After the death of Pim, Van der Voet wrote a moving book about her son’s disease process. super brother, after the nickname Pim’s sister gave him during the illness. It’s about the diagnosis (“I want to stay the night. I don’t know how Pim will react if the awareness is there”), the physical and mental consequences of the heavy treatments (“He is in survival mode. There is no real contact possible. When he talks to you, his voice comes from afar”), the bond between mother and son (“I shave Pim’s last hair with the clippers and my son bows his head in despair”) and does not hide anything, until the half drunk glass of chocolate milk that remains in Pim’s bedroom after being euthanized on May 16, 2019.

22 kilos lost

The book also makes clear how important sport was to Pim. He often went to the gym with friends, he liked his broad shoulders and big chest. These disappeared fairly quickly after his treatment began, but his fitness also helped him to endure intense chemotherapy and a stem cell transplant. He even went to the gym between chemotherapy. He was the only one allowed by the staff to wear a cap to hide his bald head. Sport helped him to control his impulsive nature and tantrums when they got him into trouble, especially during puberty.

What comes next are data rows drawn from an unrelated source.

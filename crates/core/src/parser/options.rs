use super::Parser;
use crate::error::DescError;
use crate::lexer::{Keyword, Token};

// Options are checked for shape and then dropped; nothing downstream
// consumes them.
impl<'a> Parser<'a> {
    /// `optionStatement := 'option' optionName '=' constant ';'`
    pub(super) fn parse_option_statement(&mut self) -> Result<(), DescError> {
        self.expect_keyword(Keyword::Option)?;
        self.parse_option_assignment()?;
        self.expect(Token::Semi)
    }

    /// `fieldOptions := '[' optionName '=' constant (',' optionName '=' constant)* ']'`
    ///
    /// No-op when the next token is not `[`.
    pub(super) fn skip_field_options(&mut self) -> Result<(), DescError> {
        if self.peek() != &Token::LBracket {
            return Ok(());
        }
        self.advance();
        loop {
            self.parse_option_assignment()?;
            match self.peek() {
                Token::Comma => {
                    self.advance();
                }
                Token::RBracket => {
                    self.advance();
                    return Ok(());
                }
                other => {
                    return Err(self.err(format!(
                        "expected ',' or ']' in field options, got {}",
                        other
                    )))
                }
            }
        }
    }

    fn parse_option_assignment(&mut self) -> Result<(), DescError> {
        self.parse_option_name()?;
        self.expect(Token::Eq)?;
        self.parse_constant()
    }

    /// `optionName := (IDENT | '(' IDENT ('.' IDENT)* ')') ('.' IDENT)*`
    ///
    /// Segments may also be reserved words: `(ext).message` is a valid path.
    fn parse_option_name(&mut self) -> Result<(), DescError> {
        if self.peek() == &Token::LParen {
            self.advance();
            self.take_option_segment()?;
            while self.peek() == &Token::Dot {
                self.advance();
                self.take_option_segment()?;
            }
            self.expect(Token::RParen)?;
        } else {
            self.take_option_segment()?;
        }
        while self.peek() == &Token::Dot {
            self.advance();
            self.take_option_segment()?;
        }
        Ok(())
    }

    fn take_option_segment(&mut self) -> Result<(), DescError> {
        match self.peek() {
            Token::Ident(_) | Token::Keyword(_) => {
                self.advance();
                Ok(())
            }
            other => Err(self.err(format!("expected option name, got {}", other))),
        }
    }

    /// `constant := IDENT ('.' IDENT)* | '-'? intLit | '-'? floatLit | strLit`
    fn parse_constant(&mut self) -> Result<(), DescError> {
        if self.peek() == &Token::Minus {
            self.advance();
            return match self.peek() {
                Token::Int(_) | Token::Float(_) | Token::Ident(_) => {
                    // `-inf` is the one identifier that may carry a sign
                    self.advance();
                    Ok(())
                }
                other => Err(self.err(format!("expected number after '-', got {}", other))),
            };
        }
        match self.peek() {
            Token::Int(_) | Token::Float(_) | Token::Str(_) => {
                self.advance();
                Ok(())
            }
            Token::Ident(_) => {
                self.take_dotted_ident()?;
                Ok(())
            }
            other => Err(self.err(format!("expected option value, got {}", other))),
        }
    }
}
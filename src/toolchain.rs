//! External collaborators and where to find them.
//!
//! Every tool is looked up in this order:
//!   1. `tools.<key>` override from the settings file
//!   2. `<cwd>/<bin_dir>/<program>` when that file exists
//!   3. bare `<program>`, left to the OS `PATH` search

use std::fmt;
use std::path::{Path, PathBuf};

use crate::config::Config;
use crate::process::RunRequest;

/// Config file handed to the linter.
pub const LINTER_CONFIG: &str = ".eslintrc.json";
/// Config file handed to the test runner.
pub const TEST_RUNNER_CONFIG: &str = "jest.config.js";
/// Config file handed to the staged-file fixer.
pub const STAGED_CONFIG: &str = ".lintstagedrc.json";
/// Directory holding the git hook scripts.
pub const HOOKS_DIR: &str = ".husky";
/// Extension of the compiler's incremental build cache.
pub const BUILD_CACHE_EXT: &str = "tsbuildinfo";

/// The external tools `tease` knows how to drive.
#[derive(Clone, Copy, Debug, Eq, PartialEq, Ord, PartialOrd, Hash)]
pub enum Tool {
    Compiler,
    Linter,
    Formatter,
    TestRunner,
    Staged,
    Cleaner,
    Hooks,
}

impl Tool {
    pub const fn variants() -> &'static [Tool] {
        &[
            Tool::Compiler,
            Tool::Linter,
            Tool::Formatter,
            Tool::TestRunner,
            Tool::Staged,
            Tool::Cleaner,
            Tool::Hooks,
        ]
    }

    /// Key used in the `tools` settings map and in log lines.
    pub fn key(&self) -> &'static str {
        match self {
            Tool::Compiler => "compiler",
            Tool::Linter => "linter",
            Tool::Formatter => "formatter",
            Tool::TestRunner => "test-runner",
            Tool::Staged => "staged",
            Tool::Cleaner => "cleaner",
            Tool::Hooks => "hooks",
        }
    }

    pub fn from_key(s: &str) -> Option<Self> {
        Tool::variants().iter().copied().find(|t| t.key() == s.trim())
    }

    /// Executable name used when no override is configured.
    pub fn default_program(&self) -> &'static str {
        match self {
            Tool::Compiler => "tsc",
            Tool::Linter => "eslint",
            Tool::Formatter => "prettier",
            Tool::TestRunner => "jest",
            Tool::Staged => "lint-staged",
            Tool::Cleaner => "rimraf",
            Tool::Hooks => "husky",
        }
    }

    /// Resolve the executable for this tool under `config`.
    pub fn program(&self, config: &Config) -> PathBuf {
        if let Some(custom) = config.tools.get(self) {
            return resolve_override(&config.cwd, custom);
        }
        let local = config
            .cwd
            .join(&config.bin_dir)
            .join(self.default_program());
        if local.is_file() {
            local
        } else {
            PathBuf::from(self.default_program())
        }
    }

    /// Build the run request for invoking this tool with `args`.
    pub fn request(&self, args: Vec<String>, config: &Config) -> RunRequest {
        RunRequest::new(self.key(), self.program(config), args, &config.cwd)
    }
}

impl fmt::Display for Tool {
    fn fmt(&self, f: &mut fmt::Formatter<'_>) -> fmt::Result {
        f.write_str(self.key())
    }
}

/// Overrides containing a path separator are taken relative to `cwd`; bare
/// names are left for `PATH` lookup.
fn resolve_override(cwd: &Path, custom: &str) -> PathBuf {
    let path = Path::new(custom);
    if path.is_absolute() || path.components().count() == 1 {
        path.to_path_buf()
    } else {
        cwd.join(path)
    }
}
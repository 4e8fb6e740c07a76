//! Error taxonomy shared by the dispatcher, handlers and process runner.
//!
//! Handlers never catch these; they bubble up to `main`, which prints the
//! message and maps the variant to a process exit code (`exit_code`).

use std::path::PathBuf;

use thiserror::Error;

use crate::cmd::command::CommandName;

/// Failure of a single `tease` invocation.
#[derive(Debug, Error)]
pub enum TeaseError {
    /// Requested command is not in the command table.
    #[error("unknown command '{name}' (available: {available})")]
    UnknownCommand { name: String, available: String },

    /// Child exited with a non-zero status code.
    #[error("{name} exited with code {code}")]
    ProcessExit { name: String, code: i32 },

    /// Child was terminated by a signal.
    #[error("{name} was terminated by signal {signal}")]
    ProcessSignal {
        name: String,
        signal: String,
        number: i32,
    },

    /// The OS could not start the child at all.
    #[error("failed to start {name} ({program}): {source}")]
    Spawn {
        name: String,
        program: String,
        #[source]
        source: std::io::Error,
    },

    #[error(transparent)]
    Config(#[from] ConfigError),

    /// Handler-level flag parsing failed (or `--help` was requested).
    #[error(transparent)]
    Usage(#[from] clap::Error),
}

impl TeaseError {
    pub fn unknown_command(name: impl Into<String>) -> Self {
        TeaseError::UnknownCommand {
            name: name.into(),
            available: CommandName::names().join(", "),
        }
    }

    /// Exit code the `tease` process should terminate with for this error.
    pub fn exit_code(&self) -> i32 {
        match self {
            TeaseError::ProcessExit { code, .. } if *code != 0 => *code,
            TeaseError::ProcessSignal { number, .. } => 128 + number,
            TeaseError::UnknownCommand { .. } | TeaseError::Config(_) => 2,
            TeaseError::Usage(e) => e.exit_code(),
            _ => 1,
        }
    }
}

/// Settings file could not be read, parsed or validated.
#[derive(Debug, Error)]
pub enum ConfigError {
    #[error("failed to read {}: {source}", .path.display())]
    Read {
        path: PathBuf,
        #[source]
        source: std::io::Error,
    },

    #[error("failed to parse {}: {message}", .path.display())]
    Parse { path: PathBuf, message: String },

    #[error("invalid settings in {}: `{field}` {reason}", .path.display())]
    Invalid {
        path: PathBuf,
        field: String,
        reason: String,
    },
}
//! Utilities: logging (dynamic level), ANSI color (respects NO_COLOR),
//! CI environment detection.
//!
//! Key items:
//!   init_logging / derive_level
//!   output::color
//!   env::is_ci

use std::sync::OnceLock;
use std::sync::atomic::{AtomicU8, Ordering};
use std::time::{SystemTime, UNIX_EPOCH};

/// Logging helpers.
pub mod logging {
    use super::*;

    #[derive(Copy, Clone, Debug, Eq, PartialEq, Ord, PartialOrd)]
    pub enum LogLevel {
        Error = 0,
        Info = 1,
        Debug = 2,
        Trace = 3,
    }

    impl LogLevel {
        pub fn as_str(&self) -> &'static str {
            match self {
                LogLevel::Error => "ERROR",
                LogLevel::Info => "INFO",
                LogLevel::Debug => "DEBUG",
                LogLevel::Trace => "TRACE",
            }
        }
    }

    static GLOBAL_LEVEL: OnceLock<AtomicU8> = OnceLock::new();

    fn inner_cell() -> &'static AtomicU8 {
        GLOBAL_LEVEL.get_or_init(|| AtomicU8::new(LogLevel::Info as u8))
    }

    pub fn init_logging(level: LogLevel) {
        set_log_level(level);
    }

    pub fn set_log_level(level: LogLevel) {
        inner_cell().store(level as u8, Ordering::Relaxed);
    }

    pub fn current_log_level() -> LogLevel {
        match inner_cell().load(Ordering::Relaxed) {
            0 => LogLevel::Error,
            1 => LogLevel::Info,
            2 => LogLevel::Debug,
            _ => LogLevel::Trace,
        }
    }

    pub fn derive_level(verbose: u8, quiet: bool) -> LogLevel {
        if quiet {
            return LogLevel::Error;
        }
        match verbose {
            0 => LogLevel::Info,
            1 => LogLevel::Debug,
            _ => LogLevel::Trace,
        }
    }

    fn timestamp() -> u128 {
        SystemTime::now()
            .duration_since(UNIX_EPOCH)
            .map(|d| d.as_millis())
            .unwrap_or(0)
    }

    fn should_emit(level: LogLevel) -> bool {
        level <= current_log_level()
    }

    /// Errors go to stderr so they survive `> /dev/null`; everything else to stdout.
    pub fn log(level: LogLevel, msg: impl AsRef<str>) {
        if !should_emit(level) {
            return;
        }
        let line = format!("[{}][{}] {}", level.as_str(), timestamp(), msg.as_ref());
        if level == LogLevel::Error {
            eprintln!("{line}");
        } else {
            println!("{line}");
        }
    }

    pub fn error(msg: impl AsRef<str>) {
        log(LogLevel::Error, msg);
    }
    pub fn info(msg: impl AsRef<str>) {
        log(LogLevel::Info, msg);
    }
    pub fn debug(msg: impl AsRef<str>) {
        log(LogLevel::Debug, msg);
    }
    pub fn trace(msg: impl AsRef<str>) {
        log(LogLevel::Trace, msg);
    }

    #[macro_export]
    macro_rules! log_error {
        ($($t:tt)*) => { $crate::utils::logging::error(format!($($t)*)) };
    }
    #[macro_export]
    macro_rules! log_info {
        ($($t:tt)*) => { $crate::utils::logging::info(format!($($t)*)) };
    }
    #[macro_export]
    macro_rules! log_debug {
        ($($t:tt)*) => { $crate::utils::logging::debug(format!($($t)*)) };
    }
    #[macro_export]
    macro_rules! log_trace {
        ($($t:tt)*) => { $crate::utils::logging::trace(format!($($t)*)) };
    }
}

pub use logging::{derive_level, init_logging};

/// Output related helpers.
pub mod output {
    /// Simple ansi color wrapper (disable via NO_COLOR).
    pub fn color(c: Color, text: impl AsRef<str>) -> String {
        if std::env::var_os("NO_COLOR").is_some() {
            return text.as_ref().to_string();
        }
        format!("{}{}{}", c.as_code(), text.as_ref(), "\x1b[0m")
    }

    #[derive(Copy, Clone)]
    pub enum Color {
        Red,
        Green,
        Yellow,
        Cyan,
    }
    impl Color {
        fn as_code(&self) -> &'static str {
            match self {
                Color::Red => "\x1b[31m",
                Color::Green => "\x1b[32m",
                Color::Yellow => "\x1b[33m",
                Color::Cyan => "\x1b[36m",
            }
        }
    }
}

/// Environment checks.
pub mod env {
    /// Variables whose mere presence marks a CI run.
    const CI_MARKERS: &[&str] = &[
        "GITHUB_ACTIONS",
        "GITLAB_CI",
        "BUILDKITE",
        "CIRCLECI",
        "TRAVIS",
        "CONTINUOUS_INTEGRATION",
    ];

    /// Whether the current process runs inside a CI environment.
    pub fn is_ci() -> bool {
        is_ci_with(|key| std::env::var(key).ok())
    }

    /// `is_ci` over an arbitrary variable lookup.
    pub fn is_ci_with(lookup: impl Fn(&str) -> Option<String>) -> bool {
        if let Some(ci) = lookup("CI") {
            let ci = ci.trim().to_ascii_lowercase();
            return !matches!(ci.as_str(), "" | "0" | "false");
        }
        CI_MARKERS.iter().any(|key| lookup(key).is_some())
    }
}
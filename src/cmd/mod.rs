/*!
Command dispatcher.

`dispatch` resolves the project settings once, looks the command name up in
the closed `CommandName` table and hands the remaining arguments to that
command's handler. Unknown names fail before any process is spawned.

Layout:
  src/cmd/
    mod.rs          (this file: dispatch + run_command)
    command.rs      (CommandName table)
    shared.rs       (build_args!, filter_paths, default globs, parse_args)
    build.rs  check.rs  format.rs  install.rs
    lint.rs   pre_commit.rs  specs.rs  test.rs

Conventions:
  - Each command module exposes one public `execute_*` function taking
    (remaining args, &Config, &dyn Runner) and returning `Result<(), TeaseError>`.
  - Flag structs derive `clap::Parser` and are parsed with `shared::parse_args`.
  - Handlers never catch runner errors.
*/

pub mod build;
pub mod check;
pub mod command;
pub mod format;
pub mod install;
pub mod lint;
pub mod pre_commit;
pub mod shared;
pub mod specs;

use std::path::Path;

pub use command::CommandName;

use crate::config::Config;
use crate::error::TeaseError;
use crate::log_debug;
use crate::process::Runner;

/// Run `argv[0]` with `argv[1..]` as its arguments.
///
/// Settings come from `settings` when given, otherwise from discovery starting
/// at `start_dir`.
pub async fn dispatch(
    argv: &[String],
    start_dir: &Path,
    settings: Option<&Path>,
    runner: &dyn Runner,
) -> Result<(), TeaseError> {
    let config = match settings {
        Some(path) => Config::load_file(path)?,
        None => Config::resolve(start_dir)?,
    };
    log_debug!(
        "settings={} cwd={} src={:?} dist={:?} project={:?}",
        config
            .source
            .as_deref()
            .map_or_else(|| "<defaults>".into(), |p| p.display().to_string()),
        config.cwd.display(),
        config.src,
        config.dist,
        config.project
    );

    let (name, rest) = argv
        .split_first()
        .ok_or_else(|| TeaseError::unknown_command(""))?;
    let command: CommandName = name.parse()?;
    run_command(command, rest, &config, runner).await
}

/// Invoke the handler bound to `command`.
pub async fn run_command(
    command: CommandName,
    args: &[String],
    config: &Config,
    runner: &dyn Runner,
) -> Result<(), TeaseError> {
    match command {
        CommandName::Build => build::execute_build(args, config, runner).await,
        CommandName::PreCommit => pre_commit::execute_pre_commit(args, config, runner).await,
        CommandName::Format => format::execute_format(args, config, runner).await,
        CommandName::Specs => specs::execute_specs(args, config, runner).await,
        CommandName::Test => test::execute_test(args, config, runner).await,
        CommandName::Lint => lint::execute_lint(args, config, runner).await,
        CommandName::Check => check::execute_check(args, config, runner).await,
        CommandName::Install => install::execute_install(args, config, runner).await,
    }
}
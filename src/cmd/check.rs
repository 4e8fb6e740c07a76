/*!
`check.rs`

Implements `tease check`: lint the whole source tree without fixing, then
verify formatting without writing. Both must pass; the formatter does not
run if the linter fails.
*/

use clap::Parser;

use super::command::CommandName;
use super::shared::{default_format_globs, default_source_globs, parse_args};
use crate::build_args;
use crate::config::Config;
use crate::error::TeaseError;
use crate::process::Runner;
use crate::toolchain::{LINTER_CONFIG, Tool};

#[derive(Parser, Debug, Default, Clone)]
#[command(about = "Lint and verify formatting without changing files")]
pub struct CheckArgs {}

pub async fn execute_check(
    args: &[String],
    config: &Config,
    runner: &dyn Runner,
) -> Result<(), TeaseError> {
    let _: CheckArgs = parse_args(CommandName::Check, args)?;
    check(config, runner).await
}

pub async fn check(config: &Config, runner: &dyn Runner) -> Result<(), TeaseError> {
    let lint = build_args!("--config", LINTER_CONFIG, default_source_globs(config));
    runner.run(Tool::Linter.request(lint, config)).await?;

    let verify = build_args!("--check", default_format_globs(config));
    runner.run(Tool::Formatter.request(verify, config)).await
}

#[cfg(test)]
mod tests {
    use super::*;
    use crate::process::testing::RecordingRunner;

    #[tokio::test]
    async fn lints_then_verifies_formatting() {
        let config = Config::defaults("/repo");
        let runner = RecordingRunner::new();
        execute_check(&[], &config, &runner).await.unwrap();

        let calls = runner.calls();
        assert_eq!(runner.names(), vec!["linter", "formatter"]);
        assert!(!calls[0].args.iter().any(|a| a == "--fix"));
        assert_eq!(calls[0].args.last().unwrap(), "src/**/*.{js,jsx,ts,tsx}");
        assert_eq!(calls[1].args[0], "--check");
        assert!(!calls[1].args.iter().any(|a| a == "--write"));
    }

    #[tokio::test]
    async fn lint_failure_skips_formatter() {
        let config = Config::defaults("/repo");
        let runner = RecordingRunner::failing("linter", 1);
        assert!(check(&config, &runner).await.is_err());
        assert_eq!(runner.names(), vec!["linter"]);
    }

    #[tokio::test]
    async fn rejects_stray_arguments() {
        let config = Config::defaults("/repo");
        let runner = RecordingRunner::new();
        let err = execute_check(&["src".to_string()], &config, &runner)
            .await
            .unwrap_err();
        assert!(matches!(err, TeaseError::Usage(_)));
    }
}
//! Process runner: spawn one external tool and await its exit.
//!
//! RunRequest -> Runner::run -> Ok(()) | TeaseError::{ProcessExit, ProcessSignal, Spawn}
//! The child inherits stdin/stdout/stderr; nothing is buffered or intercepted.
//!
use async_trait::async_trait;
use std::fmt;
use std::path::{Path, PathBuf};
use std::process::{ExitStatus, Stdio};
use tokio::process::Command;

use crate::error::TeaseError;
use crate::utils::output::{Color, color};
use crate::{log_debug, log_info};

/// One spawn of one external executable.
#[derive(Debug, Clone, PartialEq, Eq)]
pub struct RunRequest {
    /// Display name used in log lines and error messages.
    pub name: String,
    pub program: PathBuf,
    pub args: Vec<String>,
    pub cwd: PathBuf,
}

impl RunRequest {
    pub fn new(
        name: impl Into<String>,
        program: impl Into<PathBuf>,
        args: Vec<String>,
        cwd: impl AsRef<Path>,
    ) -> Self {
        Self {
            name: name.into(),
            program: program.into(),
            args,
            cwd: cwd.as_ref().to_path_buf(),
        }
    }

    /// Shell-quoted command line, for display only.
    pub fn command_line(&self) -> String {
        let program = self.program.to_string_lossy();
        shell_words::join(
            std::iter::once(program.as_ref()).chain(self.args.iter().map(String::as_str)),
        )
    }
}

impl fmt::Display for RunRequest {
    fn fmt(&self, f: &mut fmt::Formatter<'_>) -> fmt::Result {
        write!(f, "{}: {}", self.name, self.command_line())
    }
}

/// Something that can carry out a `RunRequest`.
#[async_trait]
pub trait Runner: Send + Sync {
    async fn run(&self, request: RunRequest) -> Result<(), TeaseError>;
}

/// Runs requests as real OS child processes.
#[derive(Debug, Default, Clone, Copy)]
pub struct ProcessRunner;

#[async_trait]
impl Runner for ProcessRunner {
    async fn run(&self, request: RunRequest) -> Result<(), TeaseError> {
        log_info!("{} {request}", color(Color::Cyan, "Starting"));
        log_debug!("cwd={}", request.cwd.display());

        let status = Command::new(&request.program)
            .args(&request.args)
            .current_dir(&request.cwd)
            .stdin(Stdio::inherit())
            .stdout(Stdio::inherit())
            .stderr(Stdio::inherit())
            .status()
            .await
            .map_err(|source| TeaseError::Spawn {
                name: request.name.clone(),
                program: request.program.to_string_lossy().into_owned(),
                source,
            })?;

        log_debug!("{} finished: {status}", request.name);
        check_status(&request.name, status)
    }
}

/// Map an exit status to the runner's result.
pub fn check_status(name: &str, status: ExitStatus) -> Result<(), TeaseError> {
    if status.success() {
        return Ok(());
    }
    if let Some(code) = status.code() {
        return Err(TeaseError::ProcessExit {
            name: name.to_string(),
            code,
        });
    }
    #[cfg(unix)]
    {
        use std::os::unix::process::ExitStatusExt;
        if let Some(number) = status.signal() {
            return Err(TeaseError::ProcessSignal {
                name: name.to_string(),
                signal: signal_name(number),
                number,
            });
        }
    }
    Err(TeaseError::ProcessExit {
        name: name.to_string(),
        code: 1,
    })
}

/// Conventional name for a signal number. Only numbers that agree across
/// Linux and the BSDs are named.
pub fn signal_name(number: i32) -> String {
    let name = match number {
        1 => "SIGHUP",
        2 => "SIGINT",
        3 => "SIGQUIT",
        4 => "SIGILL",
        5 => "SIGTRAP",
        6 => "SIGABRT",
        8 => "SIGFPE",
        9 => "SIGKILL",
        11 => "SIGSEGV",
        13 => "SIGPIPE",
        14 => "SIGALRM",
        15 => "SIGTERM",
        n => return format!("signal {n}"),
    };
    name.to_string()
}

/// Runner double that records every request instead of spawning.
#[cfg(test)]
pub mod testing {
    use super::*;
    use std::sync::Mutex;

    #[derive(Debug, Default)]
    pub struct RecordingRunner {
        calls: Mutex<Vec<RunRequest>>,
        fail: Option<(String, i32)>,
    }

    impl RecordingRunner {
        pub fn new() -> Self {
            Self::default()
        }

        /// Make every request named `name` fail with exit `code`.
        pub fn failing(name: &str, code: i32) -> Self {
            Self {
                calls: Mutex::new(Vec::new()),
                fail: Some((name.to_string(), code)),
            }
        }

        pub fn calls(&self) -> Vec<RunRequest> {
            self.calls.lock().unwrap().clone()
        }

        pub fn names(&self) -> Vec<String> {
            self.calls().into_iter().map(|r| r.name).collect()
        }
    }

    #[async_trait]
    impl Runner for RecordingRunner {
        async fn run(&self, request: RunRequest) -> Result<(), TeaseError> {
            let name = request.name.clone();
            self.calls.lock().unwrap().push(request);
            match &self.fail {
                Some((target, code)) if *target == name => {
                    Err(TeaseError::ProcessExit { name, code: *code })
                }
                _ => Ok(()),
            }
        }
    }
}
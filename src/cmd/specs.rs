/*!
`specs.rs`

Implements `tease specs [--watch] [--ci[=BOOL]] [--update-snapshot] [PATHS...]`.

The test runner always gets coverage and one `--roots` pair per source
directory. `--ci` is always passed explicitly as `--ci=true|false`; when the
flag is not given it follows the ambient CI detection (`utils::env::is_ci`).
*/

use clap::Parser;

use super::command::CommandName;
use super::shared::{flag, parse_args};
use crate::build_args;
use crate::config::Config;
use crate::error::TeaseError;
use crate::process::Runner;
use crate::toolchain::{TEST_RUNNER_CONFIG, Tool};
use crate::utils::env::is_ci;

#[derive(Parser, Debug, Default, Clone)]
#[command(about = "Run the test runner with coverage")]
pub struct SpecsArgs {
    /// Test files or patterns forwarded to the test runner
    #[arg(value_name = "PATH")]
    pub paths: Vec<String>,

    /// Re-run tests when files change
    #[arg(long)]
    pub watch: bool,

    /// Run in CI mode (default: detected from the environment)
    #[arg(
        long,
        value_name = "BOOL",
        num_args = 0..=1,
        require_equals = true,
        default_missing_value = "true"
    )]
    pub ci: Option<bool>,

    /// Re-record every snapshot that fails
    #[arg(long = "update-snapshot")]
    pub update_snapshot: bool,
}

pub async fn execute_specs(
    args: &[String],
    config: &Config,
    runner: &dyn Runner,
) -> Result<(), TeaseError> {
    let opts: SpecsArgs = parse_args(CommandName::Specs, args)?;
    specs(&opts, config, runner).await
}

pub async fn specs(opts: &SpecsArgs, config: &Config, runner: &dyn Runner) -> Result<(), TeaseError> {
    let args = specs_args(opts, is_ci(), config);
    runner.run(Tool::TestRunner.request(args, config)).await
}

/// Test runner arguments; `ambient_ci` is used only when `--ci` was not given.
pub fn specs_args(opts: &SpecsArgs, ambient_ci: bool, config: &Config) -> Vec<String> {
    let ci = opts.ci.unwrap_or(ambient_ci);
    let roots: Vec<String> = config
        .src
        .iter()
        .flat_map(|dir| ["--roots".to_string(), dir.clone()])
        .collect();
    build_args!(
        "--config",
        TEST_RUNNER_CONFIG,
        "--coverage",
        roots,
        format!("--ci={ci}"),
        flag(opts.watch, "--watch"),
        flag(opts.update_snapshot, "--updateSnapshot"),
        &opts.paths,
    )
}

#[cfg(test)]
mod tests {
    use super::*;
    use crate::process::testing::RecordingRunner;

    fn parse(args: &[&str]) -> SpecsArgs {
        let args: Vec<String> = args.iter().map(|s| s.to_string()).collect();
        parse_args(CommandName::Specs, &args).unwrap()
    }

    #[test]
    fn ci_follows_environment_unless_given() {
        let config = Config::defaults("/repo");
        let outside = specs_args(&parse(&[]), false, &config);
        assert!(outside.contains(&"--ci=false".to_string()));

        let inside = specs_args(&parse(&[]), true, &config);
        assert!(inside.contains(&"--ci=true".to_string()));

        let forced = specs_args(&parse(&["--ci"]), false, &config);
        assert!(forced.contains(&"--ci=true".to_string()));

        let disabled = specs_args(&parse(&["--ci=false"]), true, &config);
        assert!(disabled.contains(&"--ci=false".to_string()));
    }

    #[test]
    fn roots_per_source_dir_and_flags() {
        let mut config = Config::defaults("/repo");
        config.src = vec!["src".into(), "lib".into()];
        let args = specs_args(
            &parse(&["--watch", "--update-snapshot", "src/a.test.ts"]),
            false,
            &config,
        );
        assert_eq!(
            args,
            vec![
                "--config",
                TEST_RUNNER_CONFIG,
                "--coverage",
                "--roots",
                "src",
                "--roots",
                "lib",
                "--ci=false",
                "--watch",
                "--updateSnapshot",
                "src/a.test.ts"
            ]
        );
    }

    #[tokio::test]
    async fn explicit_ci_reaches_the_runner() {
        let config = Config::defaults("/repo");
        let runner = RecordingRunner::new();
        execute_specs(&["--ci".to_string()], &config, &runner)
            .await
            .unwrap();
        let calls = runner.calls();
        assert_eq!(calls[0].name, "test-runner");
        assert!(calls[0].args.contains(&"--ci=true".to_string()));
    }
}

Exercise could also have helped him during his illness, but the hospital turned out not to be open to it. While Pim wanted to exercise, there were actually no options for that. He lost 22 pounds in one week and all the muscle mass he carefully built over the years. Even daily exercise was banned from his life by the doctors. In the hospital the thought seemed: you is here, nothing more.

When Mariëtte van der Voet went for a walk with her son, she even got a scolding from the staff. It was thanks to the kindness of one physiotherapist that Pim was sometimes allowed to exercise in a room with some fitness equipment that were used for physiotherapy. A creative solution in fact, because the physiotherapist kept an eye on him while she was treating other patients (who were reimbursed by the health insurance).

This discussion does not play a leading role in her book, but when Van der Voet was asked to give a talk to healthcare administrators some time after Pim’s death, she wanted to be able to tell more about it. She had many questions. Was this the case in every hospital? Were other hospitals aware of the importance of exercise?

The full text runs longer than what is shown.